◆ **Source data**
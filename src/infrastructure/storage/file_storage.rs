//! JSON file session storage for systems without a keyring.

use std::io::Write;
use std::path::{Path, PathBuf};

use async_trait::async_trait;
use serde::{Deserialize, Serialize};
use tempfile::NamedTempFile;
use tracing::{debug, warn};

use crate::domain::entities::{AuthToken, User};
use crate::domain::errors::StorageError;
use crate::domain::ports::{PersistedSession, SessionStoragePort};

/// File name used inside the data directory.
pub const SESSION_FILE: &str = "session.json";

#[derive(Default, Serialize, Deserialize)]
struct StoredSession {
    #[serde(default)]
    token: Option<String>,
    #[serde(default)]
    user: Option<serde_json::Value>,
}

/// Session storage in a JSON file, written atomically.
pub struct FileSessionStorage {
    path: PathBuf,
}

impl FileSessionStorage {
    #[must_use]
    pub fn new(path: impl Into<PathBuf>) -> Self {
        Self { path: path.into() }
    }

    /// Storage at `<dir>/session.json`.
    #[must_use]
    pub fn in_dir(dir: &Path) -> Self {
        Self::new(dir.join(SESSION_FILE))
    }

    #[must_use]
    pub fn path(&self) -> &Path {
        &self.path
    }

    fn write_atomic(&self, content: &str) -> Result<(), StorageError> {
        let dir = self
            .path
            .parent()
            .filter(|p| !p.as_os_str().is_empty())
            .unwrap_or_else(|| Path::new("."));
        std::fs::create_dir_all(dir).map_err(|e| StorageError::AccessFailed(e.to_string()))?;

        let mut temp =
            NamedTempFile::new_in(dir).map_err(|e| StorageError::StorageFailed(e.to_string()))?;
        temp.write_all(content.as_bytes())
            .map_err(|e| StorageError::StorageFailed(e.to_string()))?;
        temp.persist(&self.path)
            .map_err(|e| StorageError::StorageFailed(e.to_string()))?;
        Ok(())
    }
}

#[async_trait]
impl SessionStoragePort for FileSessionStorage {
    async fn load(&self) -> Result<PersistedSession, StorageError> {
        debug!(path = %self.path.display(), "Loading session file");

        let content = match tokio::fs::read_to_string(&self.path).await {
            Ok(content) => content,
            Err(e) if e.kind() == std::io::ErrorKind::NotFound => {
                return Ok(PersistedSession::default());
            }
            Err(e) => return Err(StorageError::RetrievalFailed(e.to_string())),
        };

        let stored: StoredSession = serde_json::from_str(&content).unwrap_or_else(|e| {
            warn!(error = %e, "Session file is corrupt, ignoring it");
            StoredSession::default()
        });

        let user = stored
            .user
            .and_then(|value| serde_json::from_value::<User>(value).ok());
        Ok(PersistedSession {
            token: stored.token.and_then(AuthToken::new),
            user,
        })
    }

    async fn store(&self, token: &AuthToken, user: &User) -> Result<(), StorageError> {
        let user =
            serde_json::to_value(user).map_err(|e| StorageError::StorageFailed(e.to_string()))?;
        let stored = StoredSession {
            token: Some(token.as_str().to_string()),
            user: Some(user),
        };
        let content = serde_json::to_string_pretty(&stored)
            .map_err(|e| StorageError::StorageFailed(e.to_string()))?;
        self.write_atomic(&content)?;
        debug!(path = %self.path.display(), "Session file written");
        Ok(())
    }

    async fn clear(&self) -> Result<(), StorageError> {
        match tokio::fs::remove_file(&self.path).await {
            Ok(()) => Ok(()),
            Err(e) if e.kind() == std::io::ErrorKind::NotFound => Ok(()),
            Err(e) => Err(StorageError::DeletionFailed(e.to_string())),
        }
    }
}

#[cfg(test)]
mod tests {
    use super::*;
    use tempfile::TempDir;
    use tokio_test::assert_ok;

    fn user() -> User {
        User::new(7_u64, "Ana", "Rojas", "ana@clinic.cl")
    }

    #[tokio::test]
    async fn test_missing_file_is_empty_session() {
        let dir = TempDir::new().unwrap();
        let storage = FileSessionStorage::in_dir(dir.path());

        let session = assert_ok!(storage.load().await);

        assert!(session.token.is_none());
        assert!(session.user.is_none());
        assert_ok!(storage.clear().await);
    }

    #[tokio::test]
    async fn test_store_load_clear() {
        let dir = TempDir::new().unwrap();
        let storage = FileSessionStorage::in_dir(&dir.path().join("nested"));
        let token = AuthToken::new_unchecked("header.payload.signature");

        storage.store(&token, &user()).await.unwrap();
        let session = storage.load().await.unwrap();
        assert_eq!(session.token, Some(token));
        assert_eq!(session.user, Some(user()));

        assert_ok!(storage.clear().await);
        assert!(!storage.path().exists());
        assert!(!storage.has_token().await.unwrap());
    }

    #[tokio::test]
    async fn test_unreadable_user_keeps_token() {
        let dir = TempDir::new().unwrap();
        let storage = FileSessionStorage::in_dir(dir.path());
        std::fs::write(
            storage.path(),
            r#"{"token": "header.payload.signature", "user": {"id": "not a number"}}"#,
        )
        .unwrap();

        let session = storage.load().await.unwrap();

        assert!(session.token.is_some());
        assert!(session.user.is_none());
    }

    #[tokio::test]
    async fn test_corrupt_file_is_empty_session() {
        let dir = TempDir::new().unwrap();
        let storage = FileSessionStorage::in_dir(dir.path());
        std::fs::write(storage.path(), "{not json").unwrap();

        let session = storage.load().await.unwrap();

        assert!(session.token.is_none());
    }
}
//! Domain entity definitions.

mod patient;
mod token;
mod user;
mod wound;
mod wound_care;

pub use patient::{Patient, PatientId, years_between};
pub use token::AuthToken;
pub use user::{User, UserId};
pub use wound::{Wound, WoundId, WoundOrigin};
pub use wound_care::{
    TissueComposition, WoundCare, WoundCareId, WoundDimensions, sort_chronologically,
};
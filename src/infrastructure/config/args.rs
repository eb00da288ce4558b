use super::app_config::{LogLevel, SessionStoreKind};
use clap::Parser;
use std::path::PathBuf;

#[derive(Debug, Parser)]
#[command(
    name = "curametric",
    version,
    about = "Terminal client for CuraMetric wound-care records",
    long_about = None
)]
pub struct CliArgs {
    /// Configuration file path.
    #[arg(short, long, value_name = "PATH")]
    pub config: Option<PathBuf>,

    /// Backend base URL.
    #[arg(long, env = "CURAMETRIC_BACKEND_URL", value_name = "URL")]
    pub backend_url: Option<String>,

    /// Log file path.
    #[arg(long, value_name = "PATH")]
    pub log_path: Option<PathBuf>,

    /// Log verbosity level.
    #[arg(long, value_enum)]
    pub log_level: Option<LogLevel>,

    /// Where to keep the session between launches.
    #[arg(long, value_enum)]
    pub session_store: Option<SessionStoreKind>,

    /// Request timeout in seconds.
    #[arg(long, value_name = "SECONDS")]
    pub timeout: Option<u64>,
}
//! Account registration followed by automatic login.

use std::sync::Arc;

use tracing::{info, warn};

use crate::application::dto::LoginResponse;
use crate::application::services::SessionContext;
use crate::domain::errors::SessionError;
use crate::domain::ports::{AuthPort, NewAccount};

/// Registers a clinician and starts their session.
pub struct CreateAccountUseCase {
    auth_port: Arc<dyn AuthPort>,
}

impl CreateAccountUseCase {
    #[must_use]
    pub const fn new(auth_port: Arc<dyn AuthPort>) -> Self {
        Self { auth_port }
    }

    /// Creates the user, obtains a token, fetches the profile and logs in.
    ///
    /// # Errors
    /// Returns the first failing step's error.
    pub async fn execute(
        &self,
        account: &NewAccount,
        session: &mut SessionContext,
    ) -> Result<LoginResponse, SessionError> {
        self.auth_port
            .create_user(account)
            .await
            .inspect_err(|e| warn!(error = %e, "Account creation failed"))?;
        info!(email = %account.credentials.email, "Account created");

        let token = self.auth_port.obtain_token(&account.credentials).await?;
        let user = self.auth_port.fetch_current_user(&token).await?;

        session.login(token.clone(), user.clone()).await?;
        Ok(LoginResponse::new(token, user))
    }
}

◆ **Exercise prompt**
Lines with the string "SessionStoreKind": pick each one out of the material and return it.

◆ **Result for this task**
use super::app_config::{LogLevel, SessionStoreKind};
    pub session_store: Option<SessionStoreKind>,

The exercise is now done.